Familial hyperproinsulinemia is an autosomal dominant defect that is associated with strikingly elevated levels of serum proinsulin-like material. Trypsin converts familial hyperproinsulinemia proinsulin to insulin more slowly than it converts a 131I-labeled porcine proinsulin marker. Molar yields of insulin indicated that the material may be an intermediate proinsulin. Studies with 2 human C-peptide antisera that differ in their relative immunoreactivity with human C-peptide and proinsulin showed that the 2 antisera reacted equally with familial hyperproinsulinemia proinsulin, suggesting that it is a partially cleaved proinsulin intermediate.
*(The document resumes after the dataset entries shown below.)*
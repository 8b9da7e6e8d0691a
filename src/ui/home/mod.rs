// Home screen implementation

use crate::catalog::Catalog;
use crate::ui::components::Footer;
use crate::ui::state::HomeState;
use crate::ui::theme;
use ratatui::{
    Frame,
    layout::{Constraint, Direction, Layout, Rect},
    style::Style,
    widgets::Block,
};

mod sections;

/// Columns per theme card, including the gap after it
pub const THEME_CARD_WIDTH: u16 = 20;

pub struct HomeScreen;

impl HomeScreen {
    pub fn render(frame: &mut Frame, state: &mut HomeState, catalog: &Catalog, status: Option<&str>) {
        let area = frame.area();

        frame.render_widget(
            Block::default().style(Style::default().bg(theme::BACKGROUND)),
            area,
        );

        let chunks = Layout::default()
            .direction(Direction::Vertical)
            .constraints([
                Constraint::Length(3), // Search
                Constraint::Length(1), // "Browse themes"
                Constraint::Length(5), // Theme cards
                Constraint::Length(1), // "Design your home garden"
                Constraint::Min(0),    // Garden list
                Constraint::Length(2), // Bottom navigation
                Constraint::Length(1), // Footer
            ])
            .split(area);

        let content = |rect: Rect| rect.inner(ratatui::layout::Margin::new(2, 0));

        Self::render_search(frame, content(chunks[0]));
        Self::render_themes_heading(frame, content(chunks[1]));
        Self::render_themes(frame, content(chunks[2]), state, catalog);
        Self::render_garden_heading(frame, content(chunks[3]));
        Self::render_garden_list(frame, content(chunks[4]), state, catalog);
        Self::render_bottom_bar(frame, chunks[5]);

        frame.render_widget(
            Footer::home(catalog.selected_count(), catalog.len(), status),
            chunks[6],
        );
    }
}
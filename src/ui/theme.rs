// Bloom palette (dark variant reads best on terminal backgrounds)

use ratatui::style::Color;

pub const GREEN_900: Color = Color::Rgb(0x2D, 0x3B, 0x2D);
pub const GREEN_300: Color = Color::Rgb(0xB8, 0xC9, 0xB8);
pub const PINK_100: Color = Color::Rgb(0xFF, 0xF1, 0xF1);
pub const GRAY: Color = Color::Rgb(0x23, 0x23, 0x23);
pub const WHITE_150: Color = Color::Rgb(0x3A, 0x3A, 0x3A);
pub const WHITE_850: Color = Color::Rgb(0xD9, 0xD9, 0xD9);

pub const PRIMARY: Color = GREEN_900;
pub const SECONDARY: Color = GREEN_300;
pub const BACKGROUND: Color = GRAY;
pub const SURFACE: Color = WHITE_150;
pub const ON_PRIMARY: Color = Color::White;
pub const ON_SECONDARY: Color = GRAY;
pub const ON_BACKGROUND: Color = WHITE_850;
pub const DIVIDER: Color = Color::DarkGray;
pub const HOTKEY: Color = Color::Yellow;
pub const FOOTER_BG: Color = Color::DarkGray;
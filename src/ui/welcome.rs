// Welcome screen implementation

use crate::ui::components::{self, Footer};
use crate::ui::focus::WelcomeFocus;
use crate::ui::state::WelcomeState;
use crate::ui::strings::{self, StringRef};
use crate::ui::theme;
use ratatui::{
    Frame,
    layout::{Alignment, Constraint, Direction, Layout},
    style::{Modifier, Style},
    text::Line,
    widgets::{Block, Paragraph},
};

const BUTTON_WIDTH: u16 = 40;

const LOGO: [&str; 3] = [
    "   ✿  ❀  ✿   ",
    "b  l  o  o  m",
    "   ❀  ✿  ❀   ",
];

pub struct WelcomeScreen;

impl WelcomeScreen {
    pub fn render(frame: &mut Frame, state: &mut WelcomeState, status: Option<&str>) {
        let area = frame.area();

        frame.render_widget(
            Block::default().style(Style::default().bg(theme::PRIMARY)),
            area,
        );

        let chunks = Layout::default()
            .direction(Direction::Vertical)
            .constraints([
                Constraint::Min(0),    // Top spacer
                Constraint::Length(3), // Logo
                Constraint::Length(1),
                Constraint::Length(1), // Welcome message
                Constraint::Length(2),
                Constraint::Length(3), // Create account
                Constraint::Length(1),
                Constraint::Length(1), // Log in
                Constraint::Min(0),    // Bottom spacer
                Constraint::Length(1), // Footer
            ])
            .split(area);

        let logo = LOGO.iter().map(|line| Line::from(*line)).collect::<Vec<_>>();
        frame.render_widget(
            Paragraph::new(logo)
                .alignment(Alignment::Center)
                .style(
                    Style::default()
                        .fg(theme::PINK_100)
                        .add_modifier(Modifier::BOLD),
                ),
            chunks[1],
        );

        frame.render_widget(
            Paragraph::new(strings::text(StringRef::WelcomeMessage))
                .alignment(Alignment::Center)
                .style(Style::default().fg(theme::ON_PRIMARY)),
            chunks[3],
        );

        let create_area = components::centered(chunks[5], BUTTON_WIDTH);
        let login_area = components::centered(chunks[7], BUTTON_WIDTH);
        let buf = frame.buffer_mut();
        components::render_button(
            strings::text(StringRef::CreateAccount),
            state.focus == WelcomeFocus::CreateAccount,
            create_area,
            buf,
        );
        components::render_text_button(
            strings::text(StringRef::Login),
            state.focus == WelcomeFocus::LogIn,
            login_area,
            buf,
        );
        state.create_account_area = Some(create_area);
        state.login_area = Some(login_area);

        frame.render_widget(Footer::welcome(status), chunks[9]);
    }
}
Sulfitolysis of highly purified material to break the inter- and intra-chain disulfide bridges and subsequent adsorption on a specific B-chain antibody covalently bound to Sepharose beads showed that the C-peptide was still connected to the B-chain. Familial hyperproinsulinemia proinsulin is apparently normally cleaved at the C-peptide-A-chain linkage site. A structural abnormality appears to underlie familial hyperproinsulinemia proinsulin, which impairs its cleavage at the B-chain-C-peptide linkage site.